┌──

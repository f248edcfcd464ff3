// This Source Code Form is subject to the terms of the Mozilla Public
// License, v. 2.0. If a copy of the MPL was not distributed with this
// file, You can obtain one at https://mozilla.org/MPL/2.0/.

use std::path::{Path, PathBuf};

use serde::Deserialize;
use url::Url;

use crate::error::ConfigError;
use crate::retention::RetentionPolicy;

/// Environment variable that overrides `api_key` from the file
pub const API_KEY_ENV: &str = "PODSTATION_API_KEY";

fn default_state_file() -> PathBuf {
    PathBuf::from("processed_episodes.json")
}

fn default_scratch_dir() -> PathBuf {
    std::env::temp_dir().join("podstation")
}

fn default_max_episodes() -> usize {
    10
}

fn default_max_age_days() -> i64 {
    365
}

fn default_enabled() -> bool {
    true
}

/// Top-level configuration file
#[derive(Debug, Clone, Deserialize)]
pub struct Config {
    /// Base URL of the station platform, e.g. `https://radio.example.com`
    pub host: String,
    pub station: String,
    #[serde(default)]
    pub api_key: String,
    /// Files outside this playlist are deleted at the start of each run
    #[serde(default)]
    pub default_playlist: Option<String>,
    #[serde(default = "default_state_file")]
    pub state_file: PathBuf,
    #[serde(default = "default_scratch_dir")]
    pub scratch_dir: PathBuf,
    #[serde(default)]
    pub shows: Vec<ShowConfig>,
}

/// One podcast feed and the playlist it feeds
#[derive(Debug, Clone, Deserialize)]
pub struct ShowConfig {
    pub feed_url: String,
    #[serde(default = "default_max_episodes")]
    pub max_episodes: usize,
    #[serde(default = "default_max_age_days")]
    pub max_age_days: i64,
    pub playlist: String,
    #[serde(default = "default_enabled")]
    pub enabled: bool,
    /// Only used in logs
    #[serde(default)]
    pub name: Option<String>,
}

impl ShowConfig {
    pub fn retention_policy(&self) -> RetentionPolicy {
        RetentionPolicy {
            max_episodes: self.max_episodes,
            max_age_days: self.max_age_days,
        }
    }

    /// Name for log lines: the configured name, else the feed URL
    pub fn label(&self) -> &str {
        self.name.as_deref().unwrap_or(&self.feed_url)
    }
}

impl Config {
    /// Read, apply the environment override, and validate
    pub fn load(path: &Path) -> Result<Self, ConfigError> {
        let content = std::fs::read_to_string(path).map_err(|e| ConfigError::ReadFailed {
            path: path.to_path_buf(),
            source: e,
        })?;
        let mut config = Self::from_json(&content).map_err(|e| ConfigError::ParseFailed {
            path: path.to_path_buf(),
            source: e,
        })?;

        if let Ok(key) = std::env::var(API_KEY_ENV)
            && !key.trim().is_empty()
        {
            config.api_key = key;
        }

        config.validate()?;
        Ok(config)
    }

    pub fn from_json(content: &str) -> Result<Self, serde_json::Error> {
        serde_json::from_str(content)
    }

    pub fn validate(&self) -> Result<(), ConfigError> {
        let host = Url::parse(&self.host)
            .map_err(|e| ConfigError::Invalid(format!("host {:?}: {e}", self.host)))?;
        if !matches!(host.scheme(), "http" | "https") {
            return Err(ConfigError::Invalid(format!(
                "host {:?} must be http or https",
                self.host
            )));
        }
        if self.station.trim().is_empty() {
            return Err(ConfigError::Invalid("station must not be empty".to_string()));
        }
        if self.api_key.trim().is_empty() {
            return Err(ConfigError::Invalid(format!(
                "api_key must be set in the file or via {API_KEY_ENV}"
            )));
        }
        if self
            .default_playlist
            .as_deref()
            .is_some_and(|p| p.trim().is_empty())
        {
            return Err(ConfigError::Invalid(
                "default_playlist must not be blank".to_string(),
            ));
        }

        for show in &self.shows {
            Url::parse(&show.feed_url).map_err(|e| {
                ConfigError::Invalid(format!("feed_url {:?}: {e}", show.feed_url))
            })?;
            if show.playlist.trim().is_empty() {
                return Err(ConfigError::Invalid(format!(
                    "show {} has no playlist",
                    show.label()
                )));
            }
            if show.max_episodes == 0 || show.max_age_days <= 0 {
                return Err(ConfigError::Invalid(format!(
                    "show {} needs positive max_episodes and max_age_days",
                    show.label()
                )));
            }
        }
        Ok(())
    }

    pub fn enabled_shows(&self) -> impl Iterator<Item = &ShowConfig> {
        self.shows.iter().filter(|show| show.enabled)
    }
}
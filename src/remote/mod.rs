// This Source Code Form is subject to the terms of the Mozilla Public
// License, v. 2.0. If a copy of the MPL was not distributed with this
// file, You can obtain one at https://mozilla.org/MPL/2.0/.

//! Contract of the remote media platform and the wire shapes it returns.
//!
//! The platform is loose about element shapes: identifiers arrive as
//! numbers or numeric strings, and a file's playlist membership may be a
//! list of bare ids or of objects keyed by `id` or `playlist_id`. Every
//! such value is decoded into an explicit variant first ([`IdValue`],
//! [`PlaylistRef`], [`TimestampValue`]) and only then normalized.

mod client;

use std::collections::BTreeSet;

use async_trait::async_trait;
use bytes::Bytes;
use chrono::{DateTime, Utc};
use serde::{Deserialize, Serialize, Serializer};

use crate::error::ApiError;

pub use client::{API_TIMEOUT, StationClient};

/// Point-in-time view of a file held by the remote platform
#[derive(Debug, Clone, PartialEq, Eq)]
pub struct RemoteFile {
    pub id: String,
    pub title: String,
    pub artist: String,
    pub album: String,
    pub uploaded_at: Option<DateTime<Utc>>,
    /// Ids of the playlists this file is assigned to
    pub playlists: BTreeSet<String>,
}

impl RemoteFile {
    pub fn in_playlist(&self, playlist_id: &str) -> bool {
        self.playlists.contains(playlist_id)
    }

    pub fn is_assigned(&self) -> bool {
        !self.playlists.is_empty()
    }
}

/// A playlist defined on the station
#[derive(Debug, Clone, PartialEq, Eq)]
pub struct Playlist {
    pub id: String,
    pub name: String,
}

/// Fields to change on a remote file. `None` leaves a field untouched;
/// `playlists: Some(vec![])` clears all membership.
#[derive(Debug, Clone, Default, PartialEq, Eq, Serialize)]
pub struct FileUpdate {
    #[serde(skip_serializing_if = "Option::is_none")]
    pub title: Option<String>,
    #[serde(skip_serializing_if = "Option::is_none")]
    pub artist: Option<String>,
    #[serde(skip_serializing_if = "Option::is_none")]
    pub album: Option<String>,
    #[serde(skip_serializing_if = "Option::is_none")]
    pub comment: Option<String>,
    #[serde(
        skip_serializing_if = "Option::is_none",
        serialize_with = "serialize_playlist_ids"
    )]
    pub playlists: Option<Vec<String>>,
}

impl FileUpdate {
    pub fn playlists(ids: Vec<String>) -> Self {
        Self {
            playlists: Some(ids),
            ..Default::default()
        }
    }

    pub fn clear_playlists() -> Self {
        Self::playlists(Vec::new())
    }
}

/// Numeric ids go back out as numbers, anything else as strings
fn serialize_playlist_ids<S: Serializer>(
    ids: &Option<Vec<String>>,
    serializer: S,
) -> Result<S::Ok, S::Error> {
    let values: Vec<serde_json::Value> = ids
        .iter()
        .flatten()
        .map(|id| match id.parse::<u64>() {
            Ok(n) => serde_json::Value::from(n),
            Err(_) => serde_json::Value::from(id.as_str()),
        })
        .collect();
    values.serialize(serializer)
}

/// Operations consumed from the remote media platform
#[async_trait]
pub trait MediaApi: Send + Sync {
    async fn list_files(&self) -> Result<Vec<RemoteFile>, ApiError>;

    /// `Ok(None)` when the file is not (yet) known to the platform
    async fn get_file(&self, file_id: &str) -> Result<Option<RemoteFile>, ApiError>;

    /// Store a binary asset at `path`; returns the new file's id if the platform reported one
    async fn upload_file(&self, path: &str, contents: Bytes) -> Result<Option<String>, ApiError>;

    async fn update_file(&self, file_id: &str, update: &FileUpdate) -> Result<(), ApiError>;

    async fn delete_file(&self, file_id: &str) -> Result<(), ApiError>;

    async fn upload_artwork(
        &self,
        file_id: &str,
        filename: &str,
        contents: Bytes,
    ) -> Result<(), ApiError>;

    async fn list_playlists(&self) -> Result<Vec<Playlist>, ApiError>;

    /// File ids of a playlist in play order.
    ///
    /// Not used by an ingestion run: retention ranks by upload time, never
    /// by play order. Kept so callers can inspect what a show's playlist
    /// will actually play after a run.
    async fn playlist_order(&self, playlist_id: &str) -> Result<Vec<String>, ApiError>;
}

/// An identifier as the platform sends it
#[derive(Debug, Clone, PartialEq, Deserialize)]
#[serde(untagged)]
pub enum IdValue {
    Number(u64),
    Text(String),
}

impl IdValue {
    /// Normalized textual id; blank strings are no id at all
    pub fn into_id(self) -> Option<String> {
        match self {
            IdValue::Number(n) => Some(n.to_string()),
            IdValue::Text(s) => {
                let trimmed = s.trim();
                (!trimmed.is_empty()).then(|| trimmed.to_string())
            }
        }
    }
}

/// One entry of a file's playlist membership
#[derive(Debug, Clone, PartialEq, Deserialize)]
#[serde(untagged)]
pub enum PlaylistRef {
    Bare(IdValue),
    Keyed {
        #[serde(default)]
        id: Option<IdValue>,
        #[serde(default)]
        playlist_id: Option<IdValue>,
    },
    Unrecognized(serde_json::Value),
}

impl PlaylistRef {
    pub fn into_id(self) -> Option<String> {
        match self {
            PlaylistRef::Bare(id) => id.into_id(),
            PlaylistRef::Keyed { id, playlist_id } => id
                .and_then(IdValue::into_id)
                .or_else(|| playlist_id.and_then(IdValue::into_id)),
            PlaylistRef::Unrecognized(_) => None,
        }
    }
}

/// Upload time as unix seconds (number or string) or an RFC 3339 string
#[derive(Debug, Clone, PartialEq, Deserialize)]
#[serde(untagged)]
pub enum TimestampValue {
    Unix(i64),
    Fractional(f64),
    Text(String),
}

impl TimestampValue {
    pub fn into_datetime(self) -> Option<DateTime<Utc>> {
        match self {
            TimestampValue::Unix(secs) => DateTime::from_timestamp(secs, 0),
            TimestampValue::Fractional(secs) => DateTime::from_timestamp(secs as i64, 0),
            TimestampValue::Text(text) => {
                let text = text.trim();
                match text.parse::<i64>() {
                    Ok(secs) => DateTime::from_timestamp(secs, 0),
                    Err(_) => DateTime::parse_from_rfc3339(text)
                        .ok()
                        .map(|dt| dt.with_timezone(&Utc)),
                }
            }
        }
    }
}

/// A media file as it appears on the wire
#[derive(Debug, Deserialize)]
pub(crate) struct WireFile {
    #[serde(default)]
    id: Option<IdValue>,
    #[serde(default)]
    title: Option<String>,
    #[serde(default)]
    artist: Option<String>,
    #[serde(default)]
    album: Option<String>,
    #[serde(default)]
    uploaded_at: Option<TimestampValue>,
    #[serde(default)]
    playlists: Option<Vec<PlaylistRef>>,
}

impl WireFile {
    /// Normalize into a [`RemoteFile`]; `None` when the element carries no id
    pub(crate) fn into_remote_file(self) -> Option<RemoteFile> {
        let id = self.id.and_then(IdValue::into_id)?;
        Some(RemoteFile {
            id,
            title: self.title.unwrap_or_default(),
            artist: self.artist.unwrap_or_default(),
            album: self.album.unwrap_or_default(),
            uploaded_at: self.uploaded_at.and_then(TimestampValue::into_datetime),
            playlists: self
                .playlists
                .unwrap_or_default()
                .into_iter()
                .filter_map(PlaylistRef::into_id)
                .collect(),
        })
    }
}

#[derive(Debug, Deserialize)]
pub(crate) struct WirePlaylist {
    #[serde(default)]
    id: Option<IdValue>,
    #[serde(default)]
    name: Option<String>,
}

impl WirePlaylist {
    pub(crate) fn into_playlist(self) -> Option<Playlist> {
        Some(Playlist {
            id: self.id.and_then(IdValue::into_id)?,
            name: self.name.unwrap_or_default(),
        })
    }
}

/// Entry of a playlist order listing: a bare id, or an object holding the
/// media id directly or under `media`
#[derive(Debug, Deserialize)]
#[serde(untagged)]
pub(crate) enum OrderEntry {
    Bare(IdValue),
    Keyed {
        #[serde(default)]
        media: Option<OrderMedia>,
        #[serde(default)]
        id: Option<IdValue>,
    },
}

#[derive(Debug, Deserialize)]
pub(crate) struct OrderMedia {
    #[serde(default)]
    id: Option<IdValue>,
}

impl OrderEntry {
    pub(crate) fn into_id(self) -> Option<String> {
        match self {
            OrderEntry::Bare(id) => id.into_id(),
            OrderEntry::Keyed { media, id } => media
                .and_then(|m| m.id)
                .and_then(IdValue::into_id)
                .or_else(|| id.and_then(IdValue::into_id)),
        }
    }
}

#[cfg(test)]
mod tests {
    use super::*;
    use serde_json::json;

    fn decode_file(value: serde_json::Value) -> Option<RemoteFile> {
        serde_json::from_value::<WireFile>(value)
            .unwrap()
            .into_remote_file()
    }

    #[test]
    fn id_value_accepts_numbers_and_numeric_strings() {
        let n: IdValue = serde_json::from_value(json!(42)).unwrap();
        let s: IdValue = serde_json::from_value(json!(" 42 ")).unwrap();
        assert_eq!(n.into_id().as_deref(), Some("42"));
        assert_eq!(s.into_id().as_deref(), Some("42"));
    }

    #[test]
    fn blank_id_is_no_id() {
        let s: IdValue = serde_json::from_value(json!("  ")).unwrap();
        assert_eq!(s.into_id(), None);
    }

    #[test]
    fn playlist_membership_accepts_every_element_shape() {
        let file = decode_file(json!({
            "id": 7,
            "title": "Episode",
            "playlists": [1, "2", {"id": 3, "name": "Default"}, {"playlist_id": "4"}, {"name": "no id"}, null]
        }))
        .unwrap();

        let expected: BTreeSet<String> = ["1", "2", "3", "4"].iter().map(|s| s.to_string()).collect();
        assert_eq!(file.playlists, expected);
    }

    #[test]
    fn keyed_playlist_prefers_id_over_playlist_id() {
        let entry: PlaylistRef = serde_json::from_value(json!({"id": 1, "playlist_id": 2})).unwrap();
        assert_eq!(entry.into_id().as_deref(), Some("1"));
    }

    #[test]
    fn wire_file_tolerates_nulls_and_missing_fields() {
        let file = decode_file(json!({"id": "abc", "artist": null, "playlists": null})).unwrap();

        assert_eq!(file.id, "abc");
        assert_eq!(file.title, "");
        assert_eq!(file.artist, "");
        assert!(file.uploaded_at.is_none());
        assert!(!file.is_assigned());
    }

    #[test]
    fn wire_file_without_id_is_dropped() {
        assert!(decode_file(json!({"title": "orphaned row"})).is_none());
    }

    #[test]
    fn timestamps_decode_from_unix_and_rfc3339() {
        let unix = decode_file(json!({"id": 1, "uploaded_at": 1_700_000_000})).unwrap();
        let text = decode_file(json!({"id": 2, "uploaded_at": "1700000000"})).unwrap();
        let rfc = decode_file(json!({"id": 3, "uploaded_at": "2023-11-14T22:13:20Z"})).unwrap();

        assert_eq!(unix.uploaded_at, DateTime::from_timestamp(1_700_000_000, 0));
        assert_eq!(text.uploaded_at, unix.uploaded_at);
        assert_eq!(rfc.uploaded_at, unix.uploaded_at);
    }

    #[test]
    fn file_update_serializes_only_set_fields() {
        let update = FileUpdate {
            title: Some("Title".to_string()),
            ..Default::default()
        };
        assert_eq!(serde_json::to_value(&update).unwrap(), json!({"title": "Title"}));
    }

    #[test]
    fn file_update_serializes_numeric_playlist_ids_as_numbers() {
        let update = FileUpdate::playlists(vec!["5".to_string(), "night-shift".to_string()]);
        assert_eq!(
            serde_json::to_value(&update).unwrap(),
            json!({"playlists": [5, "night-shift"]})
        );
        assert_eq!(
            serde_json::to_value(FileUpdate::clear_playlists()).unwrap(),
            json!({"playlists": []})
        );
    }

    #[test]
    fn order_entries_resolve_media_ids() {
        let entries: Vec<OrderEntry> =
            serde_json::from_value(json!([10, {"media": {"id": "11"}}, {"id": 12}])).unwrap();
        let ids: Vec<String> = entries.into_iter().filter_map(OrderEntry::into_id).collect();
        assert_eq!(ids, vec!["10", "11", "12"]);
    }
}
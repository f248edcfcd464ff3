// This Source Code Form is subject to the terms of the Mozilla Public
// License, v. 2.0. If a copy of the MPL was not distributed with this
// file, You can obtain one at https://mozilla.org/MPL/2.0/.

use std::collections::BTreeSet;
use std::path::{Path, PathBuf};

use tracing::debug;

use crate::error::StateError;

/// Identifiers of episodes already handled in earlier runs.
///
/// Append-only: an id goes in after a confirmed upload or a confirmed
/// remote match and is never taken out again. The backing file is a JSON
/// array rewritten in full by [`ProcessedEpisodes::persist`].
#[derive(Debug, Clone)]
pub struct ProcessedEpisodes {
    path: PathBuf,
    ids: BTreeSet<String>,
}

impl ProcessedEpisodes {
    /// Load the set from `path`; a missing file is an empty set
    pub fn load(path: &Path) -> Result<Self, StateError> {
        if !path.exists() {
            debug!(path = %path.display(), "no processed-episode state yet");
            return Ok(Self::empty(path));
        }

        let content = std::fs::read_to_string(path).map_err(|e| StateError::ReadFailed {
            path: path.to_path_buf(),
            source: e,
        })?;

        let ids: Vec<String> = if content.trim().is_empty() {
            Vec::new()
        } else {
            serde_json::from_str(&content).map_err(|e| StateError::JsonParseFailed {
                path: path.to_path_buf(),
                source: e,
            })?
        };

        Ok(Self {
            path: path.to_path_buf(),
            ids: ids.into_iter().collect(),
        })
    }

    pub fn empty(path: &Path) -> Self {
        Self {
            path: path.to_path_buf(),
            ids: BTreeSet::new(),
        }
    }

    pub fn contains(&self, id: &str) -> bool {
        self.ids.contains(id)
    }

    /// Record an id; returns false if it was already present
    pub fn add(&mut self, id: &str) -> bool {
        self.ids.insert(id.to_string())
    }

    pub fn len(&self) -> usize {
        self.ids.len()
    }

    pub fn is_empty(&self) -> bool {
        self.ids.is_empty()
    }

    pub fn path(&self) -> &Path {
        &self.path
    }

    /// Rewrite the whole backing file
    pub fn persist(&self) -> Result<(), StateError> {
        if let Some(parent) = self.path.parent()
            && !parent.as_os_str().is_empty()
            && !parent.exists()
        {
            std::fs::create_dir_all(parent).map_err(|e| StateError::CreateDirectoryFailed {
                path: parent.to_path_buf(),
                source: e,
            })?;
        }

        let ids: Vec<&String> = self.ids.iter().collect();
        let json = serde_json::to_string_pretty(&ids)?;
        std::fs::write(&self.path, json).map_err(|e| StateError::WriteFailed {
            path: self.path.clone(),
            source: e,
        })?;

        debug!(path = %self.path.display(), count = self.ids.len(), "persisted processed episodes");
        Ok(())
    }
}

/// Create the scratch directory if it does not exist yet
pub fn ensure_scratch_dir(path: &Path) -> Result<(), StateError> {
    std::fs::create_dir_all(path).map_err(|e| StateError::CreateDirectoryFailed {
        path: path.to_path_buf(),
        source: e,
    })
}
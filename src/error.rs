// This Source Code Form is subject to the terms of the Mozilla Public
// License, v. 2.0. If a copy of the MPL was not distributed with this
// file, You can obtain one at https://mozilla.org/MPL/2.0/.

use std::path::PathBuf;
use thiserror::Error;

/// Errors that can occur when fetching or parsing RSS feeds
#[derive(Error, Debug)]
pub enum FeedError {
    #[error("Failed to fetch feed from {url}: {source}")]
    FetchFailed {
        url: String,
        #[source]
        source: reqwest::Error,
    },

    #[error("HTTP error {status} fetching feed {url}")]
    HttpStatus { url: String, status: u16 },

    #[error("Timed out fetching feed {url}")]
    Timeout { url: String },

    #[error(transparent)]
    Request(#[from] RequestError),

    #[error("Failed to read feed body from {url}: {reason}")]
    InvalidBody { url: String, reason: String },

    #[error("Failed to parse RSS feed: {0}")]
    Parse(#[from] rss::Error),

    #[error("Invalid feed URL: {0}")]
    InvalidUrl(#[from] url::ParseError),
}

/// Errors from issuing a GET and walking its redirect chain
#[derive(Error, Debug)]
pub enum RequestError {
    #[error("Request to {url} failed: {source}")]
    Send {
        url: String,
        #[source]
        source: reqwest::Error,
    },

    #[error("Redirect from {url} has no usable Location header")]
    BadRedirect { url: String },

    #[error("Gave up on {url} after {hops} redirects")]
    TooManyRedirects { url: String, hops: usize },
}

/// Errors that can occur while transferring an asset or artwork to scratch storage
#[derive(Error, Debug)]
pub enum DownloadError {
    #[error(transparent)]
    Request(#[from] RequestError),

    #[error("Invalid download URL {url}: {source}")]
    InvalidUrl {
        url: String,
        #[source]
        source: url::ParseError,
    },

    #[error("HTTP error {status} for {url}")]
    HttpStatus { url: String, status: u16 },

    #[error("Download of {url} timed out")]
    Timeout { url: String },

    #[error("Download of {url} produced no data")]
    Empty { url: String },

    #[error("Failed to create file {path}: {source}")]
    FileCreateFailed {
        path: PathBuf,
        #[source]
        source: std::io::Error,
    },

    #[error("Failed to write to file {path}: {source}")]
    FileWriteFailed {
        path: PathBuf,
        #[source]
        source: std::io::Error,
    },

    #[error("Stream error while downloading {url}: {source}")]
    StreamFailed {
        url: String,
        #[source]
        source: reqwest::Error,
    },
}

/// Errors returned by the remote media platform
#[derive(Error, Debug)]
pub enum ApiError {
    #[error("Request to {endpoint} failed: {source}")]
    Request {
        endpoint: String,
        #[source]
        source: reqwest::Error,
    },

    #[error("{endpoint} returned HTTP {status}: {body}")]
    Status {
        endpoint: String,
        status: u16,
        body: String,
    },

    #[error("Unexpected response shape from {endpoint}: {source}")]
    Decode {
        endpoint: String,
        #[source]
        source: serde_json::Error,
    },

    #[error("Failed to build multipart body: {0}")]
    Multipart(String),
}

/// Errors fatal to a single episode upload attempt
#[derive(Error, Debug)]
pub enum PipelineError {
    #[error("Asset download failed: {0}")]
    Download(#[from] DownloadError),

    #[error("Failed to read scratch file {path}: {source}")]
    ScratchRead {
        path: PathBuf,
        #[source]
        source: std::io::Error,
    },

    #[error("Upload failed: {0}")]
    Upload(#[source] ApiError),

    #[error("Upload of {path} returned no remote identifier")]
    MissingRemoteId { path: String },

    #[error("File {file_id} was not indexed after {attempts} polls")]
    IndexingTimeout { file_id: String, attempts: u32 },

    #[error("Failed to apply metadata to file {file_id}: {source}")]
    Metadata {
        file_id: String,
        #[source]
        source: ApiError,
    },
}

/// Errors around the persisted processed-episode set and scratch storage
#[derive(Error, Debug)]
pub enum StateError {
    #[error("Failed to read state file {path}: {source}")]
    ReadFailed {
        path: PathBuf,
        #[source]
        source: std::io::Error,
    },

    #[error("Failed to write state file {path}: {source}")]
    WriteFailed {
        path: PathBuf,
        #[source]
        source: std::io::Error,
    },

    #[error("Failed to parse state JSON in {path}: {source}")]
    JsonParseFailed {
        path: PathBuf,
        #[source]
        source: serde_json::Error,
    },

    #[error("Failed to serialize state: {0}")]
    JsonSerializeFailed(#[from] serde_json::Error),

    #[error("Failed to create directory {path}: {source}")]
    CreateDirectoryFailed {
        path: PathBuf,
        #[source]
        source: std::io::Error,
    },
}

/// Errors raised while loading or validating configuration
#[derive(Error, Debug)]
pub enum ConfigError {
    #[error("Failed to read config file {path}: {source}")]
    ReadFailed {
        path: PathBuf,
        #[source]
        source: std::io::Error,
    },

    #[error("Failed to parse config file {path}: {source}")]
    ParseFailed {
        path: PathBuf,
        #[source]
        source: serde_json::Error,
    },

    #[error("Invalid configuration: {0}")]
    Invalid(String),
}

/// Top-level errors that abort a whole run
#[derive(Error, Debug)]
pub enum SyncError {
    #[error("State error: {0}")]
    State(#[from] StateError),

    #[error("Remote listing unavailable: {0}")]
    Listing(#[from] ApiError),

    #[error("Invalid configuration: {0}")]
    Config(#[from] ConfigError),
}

└──

= TASK DESCRIPTION =
Starting at the first line of the data above, please restate word for word every line up to and including the one that holds "use crate::error::ConfigError;", and add nothing else.

= TASK OUTPUT =
repository f248edcfcd464ff3
// This Source Code Form is subject to the terms of the Mozilla Public
// License, v. 2.0. If a copy of the MPL was not distributed with this
// file, You can obtain one at https://mozilla.org/MPL/2.0/.

use std::path::{Path, PathBuf};

use serde::Deserialize;
use url::Url;

use crate::error::ConfigError;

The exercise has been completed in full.